## Supplied material
-*-*-

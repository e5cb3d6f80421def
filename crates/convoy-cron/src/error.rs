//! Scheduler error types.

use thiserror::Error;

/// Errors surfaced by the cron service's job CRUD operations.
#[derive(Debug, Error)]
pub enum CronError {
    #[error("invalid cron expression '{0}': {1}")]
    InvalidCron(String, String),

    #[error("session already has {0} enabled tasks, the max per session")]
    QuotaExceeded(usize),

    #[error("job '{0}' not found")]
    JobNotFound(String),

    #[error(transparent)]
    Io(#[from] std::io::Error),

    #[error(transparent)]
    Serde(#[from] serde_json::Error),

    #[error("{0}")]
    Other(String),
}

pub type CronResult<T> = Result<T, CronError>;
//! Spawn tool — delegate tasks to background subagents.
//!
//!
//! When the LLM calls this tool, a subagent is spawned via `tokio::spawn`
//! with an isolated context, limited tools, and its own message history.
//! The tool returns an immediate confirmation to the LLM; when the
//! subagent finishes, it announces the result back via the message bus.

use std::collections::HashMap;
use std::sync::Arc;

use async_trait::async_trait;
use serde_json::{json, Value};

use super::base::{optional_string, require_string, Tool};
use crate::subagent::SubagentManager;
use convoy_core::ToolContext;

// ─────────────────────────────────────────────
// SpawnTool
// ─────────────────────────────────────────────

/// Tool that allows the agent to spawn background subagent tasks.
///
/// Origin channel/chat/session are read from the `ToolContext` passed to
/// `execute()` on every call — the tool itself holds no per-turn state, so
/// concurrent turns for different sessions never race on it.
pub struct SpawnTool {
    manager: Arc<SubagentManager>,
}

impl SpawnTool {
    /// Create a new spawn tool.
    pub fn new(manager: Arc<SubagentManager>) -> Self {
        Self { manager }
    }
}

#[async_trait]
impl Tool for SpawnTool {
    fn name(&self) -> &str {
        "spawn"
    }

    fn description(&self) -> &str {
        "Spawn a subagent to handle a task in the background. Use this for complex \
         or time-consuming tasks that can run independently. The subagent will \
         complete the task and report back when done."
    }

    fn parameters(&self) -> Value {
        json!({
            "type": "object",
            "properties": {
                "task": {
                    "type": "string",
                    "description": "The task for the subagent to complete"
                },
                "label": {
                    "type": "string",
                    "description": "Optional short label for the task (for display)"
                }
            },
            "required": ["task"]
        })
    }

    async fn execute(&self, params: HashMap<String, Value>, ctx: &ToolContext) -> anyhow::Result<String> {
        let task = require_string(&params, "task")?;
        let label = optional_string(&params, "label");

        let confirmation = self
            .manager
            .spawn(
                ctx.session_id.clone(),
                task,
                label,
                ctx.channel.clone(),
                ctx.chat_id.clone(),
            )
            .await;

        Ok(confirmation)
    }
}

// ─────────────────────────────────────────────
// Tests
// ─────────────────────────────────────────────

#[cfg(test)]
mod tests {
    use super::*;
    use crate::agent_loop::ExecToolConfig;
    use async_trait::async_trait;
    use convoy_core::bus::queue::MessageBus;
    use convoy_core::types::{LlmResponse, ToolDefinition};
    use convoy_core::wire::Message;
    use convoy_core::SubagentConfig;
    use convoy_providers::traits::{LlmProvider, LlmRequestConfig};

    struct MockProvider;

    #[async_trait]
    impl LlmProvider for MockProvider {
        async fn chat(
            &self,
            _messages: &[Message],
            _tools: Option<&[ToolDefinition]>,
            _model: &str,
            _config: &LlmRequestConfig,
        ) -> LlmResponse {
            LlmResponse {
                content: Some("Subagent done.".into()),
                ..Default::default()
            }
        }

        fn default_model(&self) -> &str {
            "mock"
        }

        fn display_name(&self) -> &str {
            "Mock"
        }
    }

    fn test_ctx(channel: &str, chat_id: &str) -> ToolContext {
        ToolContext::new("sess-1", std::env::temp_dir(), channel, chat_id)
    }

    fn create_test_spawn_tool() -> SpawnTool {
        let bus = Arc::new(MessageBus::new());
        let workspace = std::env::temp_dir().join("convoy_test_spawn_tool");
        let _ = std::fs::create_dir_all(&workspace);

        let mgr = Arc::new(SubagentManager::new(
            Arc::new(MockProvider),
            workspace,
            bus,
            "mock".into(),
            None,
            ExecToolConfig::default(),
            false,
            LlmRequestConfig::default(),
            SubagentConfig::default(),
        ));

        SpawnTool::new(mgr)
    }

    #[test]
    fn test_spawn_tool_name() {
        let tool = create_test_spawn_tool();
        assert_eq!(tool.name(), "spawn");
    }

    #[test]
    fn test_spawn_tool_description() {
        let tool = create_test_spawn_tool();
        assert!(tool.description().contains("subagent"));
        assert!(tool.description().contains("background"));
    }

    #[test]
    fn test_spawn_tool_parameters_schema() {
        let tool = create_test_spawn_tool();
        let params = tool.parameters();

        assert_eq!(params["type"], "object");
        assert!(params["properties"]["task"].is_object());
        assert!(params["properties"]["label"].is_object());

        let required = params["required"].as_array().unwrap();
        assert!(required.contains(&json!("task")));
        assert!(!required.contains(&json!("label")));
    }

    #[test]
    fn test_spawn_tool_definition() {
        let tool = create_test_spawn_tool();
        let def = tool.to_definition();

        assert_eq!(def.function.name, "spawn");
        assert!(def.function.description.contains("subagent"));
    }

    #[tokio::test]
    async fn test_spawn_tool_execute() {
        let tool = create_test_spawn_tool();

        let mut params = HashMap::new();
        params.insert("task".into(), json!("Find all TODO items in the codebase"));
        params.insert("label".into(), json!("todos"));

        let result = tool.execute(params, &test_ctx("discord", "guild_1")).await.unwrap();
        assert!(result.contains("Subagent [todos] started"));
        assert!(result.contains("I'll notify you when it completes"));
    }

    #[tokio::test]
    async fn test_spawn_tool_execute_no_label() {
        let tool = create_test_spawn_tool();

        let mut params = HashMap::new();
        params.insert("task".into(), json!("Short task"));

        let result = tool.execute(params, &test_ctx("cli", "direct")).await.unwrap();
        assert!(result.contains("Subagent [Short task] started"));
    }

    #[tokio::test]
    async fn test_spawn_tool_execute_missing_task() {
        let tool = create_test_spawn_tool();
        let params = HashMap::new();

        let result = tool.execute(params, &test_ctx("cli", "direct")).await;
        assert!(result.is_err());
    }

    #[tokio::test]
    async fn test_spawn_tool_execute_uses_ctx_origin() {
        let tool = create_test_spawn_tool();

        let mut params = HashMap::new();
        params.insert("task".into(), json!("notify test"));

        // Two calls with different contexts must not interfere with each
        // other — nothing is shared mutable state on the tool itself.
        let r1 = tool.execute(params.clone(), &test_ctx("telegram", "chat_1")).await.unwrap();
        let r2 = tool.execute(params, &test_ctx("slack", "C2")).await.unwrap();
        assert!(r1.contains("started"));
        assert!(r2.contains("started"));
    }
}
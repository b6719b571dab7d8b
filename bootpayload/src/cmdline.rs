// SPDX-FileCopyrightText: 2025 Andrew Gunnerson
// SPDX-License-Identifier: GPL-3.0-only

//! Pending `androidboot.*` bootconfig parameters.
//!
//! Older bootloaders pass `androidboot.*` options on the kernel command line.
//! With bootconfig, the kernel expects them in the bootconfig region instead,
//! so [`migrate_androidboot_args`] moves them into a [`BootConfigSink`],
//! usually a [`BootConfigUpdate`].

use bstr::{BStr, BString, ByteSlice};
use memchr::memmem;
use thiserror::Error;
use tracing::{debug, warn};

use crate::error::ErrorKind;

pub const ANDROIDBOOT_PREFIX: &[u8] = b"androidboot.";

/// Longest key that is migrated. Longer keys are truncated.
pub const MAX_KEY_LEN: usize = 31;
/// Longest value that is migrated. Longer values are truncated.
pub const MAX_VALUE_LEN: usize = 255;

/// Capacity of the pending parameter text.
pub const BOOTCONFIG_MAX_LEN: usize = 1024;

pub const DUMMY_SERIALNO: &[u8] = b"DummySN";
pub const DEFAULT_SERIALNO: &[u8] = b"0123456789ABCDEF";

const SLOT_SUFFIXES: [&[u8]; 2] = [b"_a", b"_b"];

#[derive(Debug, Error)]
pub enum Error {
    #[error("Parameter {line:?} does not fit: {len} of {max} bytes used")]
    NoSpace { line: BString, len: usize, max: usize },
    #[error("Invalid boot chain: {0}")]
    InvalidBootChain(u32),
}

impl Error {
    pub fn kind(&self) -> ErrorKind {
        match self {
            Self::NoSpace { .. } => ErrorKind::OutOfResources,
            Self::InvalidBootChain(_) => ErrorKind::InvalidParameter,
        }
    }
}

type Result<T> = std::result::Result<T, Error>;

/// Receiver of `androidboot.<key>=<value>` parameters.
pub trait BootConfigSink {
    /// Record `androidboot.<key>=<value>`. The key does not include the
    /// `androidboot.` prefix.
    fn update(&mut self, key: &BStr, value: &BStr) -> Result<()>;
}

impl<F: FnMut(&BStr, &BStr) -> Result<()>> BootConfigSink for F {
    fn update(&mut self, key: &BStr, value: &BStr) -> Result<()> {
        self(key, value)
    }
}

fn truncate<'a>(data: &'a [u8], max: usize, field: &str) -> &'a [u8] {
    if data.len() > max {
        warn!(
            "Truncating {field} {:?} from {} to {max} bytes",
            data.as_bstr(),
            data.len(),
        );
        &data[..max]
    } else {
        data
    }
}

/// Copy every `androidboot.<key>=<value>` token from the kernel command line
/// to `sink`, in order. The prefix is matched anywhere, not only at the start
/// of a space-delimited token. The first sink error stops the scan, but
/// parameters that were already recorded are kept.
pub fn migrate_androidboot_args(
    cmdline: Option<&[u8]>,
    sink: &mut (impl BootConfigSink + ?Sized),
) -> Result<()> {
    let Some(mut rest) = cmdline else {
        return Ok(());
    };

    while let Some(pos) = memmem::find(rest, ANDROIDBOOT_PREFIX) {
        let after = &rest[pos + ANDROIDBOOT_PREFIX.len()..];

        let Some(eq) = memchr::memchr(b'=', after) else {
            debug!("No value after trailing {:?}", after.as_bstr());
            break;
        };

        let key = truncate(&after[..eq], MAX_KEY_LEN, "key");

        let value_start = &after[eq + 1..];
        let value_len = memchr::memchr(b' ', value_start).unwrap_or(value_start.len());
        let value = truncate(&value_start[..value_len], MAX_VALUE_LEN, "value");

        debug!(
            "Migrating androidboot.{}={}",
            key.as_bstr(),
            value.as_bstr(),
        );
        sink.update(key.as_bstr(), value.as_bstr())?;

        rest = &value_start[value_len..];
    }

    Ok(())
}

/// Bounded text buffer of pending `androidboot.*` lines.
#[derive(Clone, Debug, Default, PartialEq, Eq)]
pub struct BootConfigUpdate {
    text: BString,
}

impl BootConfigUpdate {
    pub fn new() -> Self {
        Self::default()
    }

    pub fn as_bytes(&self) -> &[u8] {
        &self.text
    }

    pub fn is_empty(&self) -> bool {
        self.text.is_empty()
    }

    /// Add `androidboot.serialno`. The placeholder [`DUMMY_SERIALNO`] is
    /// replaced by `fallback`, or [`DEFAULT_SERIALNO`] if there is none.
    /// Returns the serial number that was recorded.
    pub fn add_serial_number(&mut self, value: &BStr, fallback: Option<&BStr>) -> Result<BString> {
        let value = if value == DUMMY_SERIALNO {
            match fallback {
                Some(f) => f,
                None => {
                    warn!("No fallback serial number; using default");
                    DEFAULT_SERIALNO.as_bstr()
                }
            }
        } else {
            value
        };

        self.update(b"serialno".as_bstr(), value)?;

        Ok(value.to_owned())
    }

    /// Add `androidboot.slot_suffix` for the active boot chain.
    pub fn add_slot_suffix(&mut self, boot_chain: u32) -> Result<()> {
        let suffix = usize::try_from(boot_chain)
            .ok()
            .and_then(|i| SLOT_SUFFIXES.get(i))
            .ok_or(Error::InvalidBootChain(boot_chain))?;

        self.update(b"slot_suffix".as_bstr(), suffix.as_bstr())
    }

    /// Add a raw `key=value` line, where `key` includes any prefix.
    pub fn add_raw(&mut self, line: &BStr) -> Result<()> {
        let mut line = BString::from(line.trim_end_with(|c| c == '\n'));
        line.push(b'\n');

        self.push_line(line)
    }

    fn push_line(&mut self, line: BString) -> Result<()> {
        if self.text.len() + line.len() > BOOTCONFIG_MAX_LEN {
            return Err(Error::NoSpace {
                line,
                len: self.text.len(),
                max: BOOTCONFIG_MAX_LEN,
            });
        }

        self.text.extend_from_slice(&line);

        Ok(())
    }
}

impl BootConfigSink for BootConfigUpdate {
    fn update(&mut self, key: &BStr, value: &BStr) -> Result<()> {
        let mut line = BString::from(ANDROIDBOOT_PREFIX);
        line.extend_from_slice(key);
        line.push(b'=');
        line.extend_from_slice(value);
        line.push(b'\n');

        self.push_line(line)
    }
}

-*-*-

## Exercise details
Set down, exactly as they appear above, all lines from the one that has "fn display_name(&self) ->" down to the one that has "fn create_test_spawn_tool() ->", including those two and no others.

## Written response
        fn display_name(&self) -> &str {
            "Mock"
        }
    }

    fn test_ctx(channel: &str, chat_id: &str) -> ToolContext {
        ToolContext::new("sess-1", std::env::temp_dir(), channel, chat_id)
    }

    fn create_test_spawn_tool() -> SpawnTool {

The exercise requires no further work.